Feci una smorfia, ma solo col pensiero.

«Macaroni era seduto su una sedia da giardino.»

«È stata un’idea di Lula» dissi. «Be’, d’accordo, anche mia, ma sembrava che stesse così scomodo, sdraiato sul pavimento di cemento.»

Morelli finalmente sorrise. «Dovrei arrestarti per manomissione della scena del delitto, ma quello era un tale schifoso bastardo, e aveva un’aria così fottutamente stupida, seduto lì a quel modo…»

«Come sai che non sono stata io a ucciderlo?»

«Perché tu hai una calibro .38 e lui è stato ucciso con una .22. E oltre a questo, non saresti capace di centrare un elefante neanche a cinque passi di distanza.

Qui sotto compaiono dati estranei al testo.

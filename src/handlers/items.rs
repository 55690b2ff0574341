use axum::{
    extract::{Path, State},
    http::StatusCode,
    response::Json,
};
use chrono::{DateTime, Utc};
use rust_decimal::Decimal;
use serde::{Deserialize, Serialize};
use utoipa::ToSchema;
use uuid::Uuid;
use validator::Validate;

use crate::{
    auth::AuthUser,
    entities::item,
    errors::ServiceError,
    services::analytics::AverageCostPriceResponse,
    services::items::{CreateItemRequest, UpdateItemRequest},
    ApiResponse, AppState,
};

#[derive(Debug, Serialize, Deserialize, ToSchema)]
pub struct ItemResponse {
    pub id: Uuid,
    pub name: String,
    pub selling_price: Decimal,
    pub inventory_qty: i32,
    pub organization_id: Uuid,
    pub created_at: DateTime<Utc>,
    pub updated_at: DateTime<Utc>,
}

impl From<item::Model> for ItemResponse {
    fn from(model: item::Model) -> Self {
        Self {
            id: model.id,
            name: model.name,
            selling_price: model.selling_price,
            inventory_qty: model.inventory_qty,
            organization_id: model.organization_id,
            created_at: model.created_at,
            updated_at: model.updated_at,
        }
    }
}

/// Manual stock movement request.
#[derive(Debug, Deserialize, Validate, ToSchema)]
pub struct StockAdjustmentRequest {
    #[validate(range(min = 1, message = "qty must be positive"))]
    pub qty: i32,
}

/// List the organization's items.
#[utoipa::path(
    get,
    path = "/api/v1/items",
    responses(
        (status = 200, description = "Items retrieved", body = ApiResponse<Vec<ItemResponse>>),
        (status = 401, description = "Unauthorized", body = crate::errors::ErrorResponse),
    ),
    security(("Bearer" = [])),
    tag = "items"
)]
pub async fn list_items(
    State(state): State<AppState>,
    auth_user: AuthUser,
) -> Result<Json<ApiResponse<Vec<ItemResponse>>>, ServiceError> {
    let items = state.services.items.list(auth_user.organization_id).await?;
    Ok(Json(ApiResponse::success(
        items.into_iter().map(ItemResponse::from).collect(),
    )))
}

/// Create an item.
#[utoipa::path(
    post,
    path = "/api/v1/items",
    request_body = CreateItemRequest,
    responses(
        (status = 201, description = "Item created", body = ApiResponse<ItemResponse>),
        (status = 400, description = "Invalid request", body = crate::errors::ErrorResponse),
    ),
    security(("Bearer" = [])),
    tag = "items"
)]
pub async fn create_item(
    State(state): State<AppState>,
    auth_user: AuthUser,
    Json(request): Json<CreateItemRequest>,
) -> Result<(StatusCode, Json<ApiResponse<ItemResponse>>), ServiceError> {
    let created = state
        .services
        .items
        .create(auth_user.organization_id, request)
        .await?;
    Ok((
        StatusCode::CREATED,
        Json(ApiResponse::success(created.into())),
    ))
}

/// Average cost price per unit including allocated overhead.
///
/// Declared before `/{id}` routes so the literal segment wins.
#[utoipa::path(
    get,
    path = "/api/v1/items/average-cost-price",
    responses(
        (status = 200, description = "Cost analytics computed", body = ApiResponse<AverageCostPriceResponse>),
        (status = 401, description = "Unauthorized", body = crate::errors::ErrorResponse),
    ),
    security(("Bearer" = [])),
    tag = "items"
)]
pub async fn average_cost_price(
    State(state): State<AppState>,
    auth_user: AuthUser,
) -> Result<Json<ApiResponse<AverageCostPriceResponse>>, ServiceError> {
    let response = state
        .services
        .analytics
        .average_cost_price(auth_user.organization_id)
        .await?;
    Ok(Json(ApiResponse::success(response)))
}

/// Fetch one item.
#[utoipa::path(
    get,
    path = "/api/v1/items/{id}",
    params(("id" = Uuid, Path, description = "Item id")),
    responses(
        (status = 200, description = "Item retrieved", body = ApiResponse<ItemResponse>),
        (status = 404, description = "Item not found", body = crate::errors::ErrorResponse),
    ),
    security(("Bearer" = [])),
    tag = "items"
)]
pub async fn get_item(
    State(state): State<AppState>,
    auth_user: AuthUser,
    Path(id): Path<Uuid>,
) -> Result<Json<ApiResponse<ItemResponse>>, ServiceError> {
    let found = state
        .services
        .items
        .get(auth_user.organization_id, id)
        .await?;
    Ok(Json(ApiResponse::success(found.into())))
}

/// Update an item's name, price or restated stock count.
#[utoipa::path(
    put,
    path = "/api/v1/items/{id}",
    params(("id" = Uuid, Path, description = "Item id")),
    request_body = UpdateItemRequest,
    responses(
        (status = 200, description = "Item updated", body = ApiResponse<ItemResponse>),
        (status = 404, description = "Item not found", body = crate::errors::ErrorResponse),
    ),
    security(("Bearer" = [])),
    tag = "items"
)]
pub async fn update_item(
    State(state): State<AppState>,
    auth_user: AuthUser,
    Path(id): Path<Uuid>,
    Json(request): Json<UpdateItemRequest>,
) -> Result<Json<ApiResponse<ItemResponse>>, ServiceError> {
    let updated = state
        .services
        .items
        .update(auth_user.organization_id, id, request)
        .await?;
    Ok(Json(ApiResponse::success(updated.into())))
}

/// Delete an item.
#[utoipa::path(
    delete,
    path = "/api/v1/items/{id}",
    params(("id" = Uuid, Path, description = "Item id")),
    responses(
        (status = 200, description = "Item deleted", body = ApiResponse<serde_json::Value>),
        (status = 404, description = "Item not found", body = crate::errors::ErrorResponse),
    ),
    security(("Bearer" = [])),
    tag = "items"
)]
pub async fn delete_item(
    State(state): State<AppState>,
    auth_user: AuthUser,
    Path(id): Path<Uuid>,
) -> Result<Json<ApiResponse<serde_json::Value>>, ServiceError> {
    state
        .services
        .items
        .delete(auth_user.organization_id, id)
        .await?;
    Ok(Json(ApiResponse::success(
        serde_json::json!({ "deleted": id }),
    )))
}

/// Add stock from a delivery or count correction.
#[utoipa::path(
    post,
    path = "/api/v1/items/{id}/add-stock",
    params(("id" = Uuid, Path, description = "Item id")),
    request_body = StockAdjustmentRequest,
    responses(
        (status = 200, description = "Stock added", body = ApiResponse<ItemResponse>),
        (status = 400, description = "qty must be positive", body = crate::errors::ErrorResponse),
        (status = 404, description = "Item not found", body = crate::errors::ErrorResponse),
    ),
    security(("Bearer" = [])),
    tag = "items"
)]
pub async fn add_stock(
    State(state): State<AppState>,
    auth_user: AuthUser,
    Path(id): Path<Uuid>,
    Json(request): Json<StockAdjustmentRequest>,
) -> Result<Json<ApiResponse<ItemResponse>>, ServiceError> {
    request
        .validate()
        .map_err(|e| ServiceError::ValidationError(e.to_string()))?;

    let updated = state
        .services
        .items
        .adjust_stock(auth_user.organization_id, id, request.qty, "manual stock-in")
        .await?;
    Ok(Json(ApiResponse::success(updated.into())))
}

/// Remove stock for wastage or shrinkage; cannot take stock negative.
#[utoipa::path(
    post,
    path = "/api/v1/items/{id}/reduce-stock",
    params(("id" = Uuid, Path, description = "Item id")),
    request_body = StockAdjustmentRequest,
    responses(
        (status = 200, description = "Stock reduced", body = ApiResponse<ItemResponse>),
        (status = 404, description = "Item not found", body = crate::errors::ErrorResponse),
        (status = 422, description = "Not enough stock on hand", body = crate::errors::ErrorResponse),
    ),
    security(("Bearer" = [])),
    tag = "items"
)]
pub async fn reduce_stock(
    State(state): State<AppState>,
    auth_user: AuthUser,
    Path(id): Path<Uuid>,
    Json(request): Json<StockAdjustmentRequest>,
) -> Result<Json<ApiResponse<ItemResponse>>, ServiceError> {
    request
        .validate()
        .map_err(|e| ServiceError::ValidationError(e.to_string()))?;

    let updated = state
        .services
        .items
        .adjust_stock(
            auth_user.organization_id,
            id,
            -request.qty,
            "manual stock-out",
        )
        .await?;
    Ok(Json(ApiResponse::success(updated.into())))
}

L’unica volta che hai sparato a qualcuno è stato grazie a un intervento divino.»

Vero.

«Quanta gente sa che l’ho messo a sedere su una sedia da giardino?»

«Non lo sa nessuno, ma almeno un centinaio di persone se lo sono immaginato. Nessuno ne farà parola.» Morelli guardò l’orologio. «Devo andare. Ho un appuntamento fissato per stasera.»

«Non si tratta di un appuntamento con Ranger, vero?»

«No.»

«Bugiardo.»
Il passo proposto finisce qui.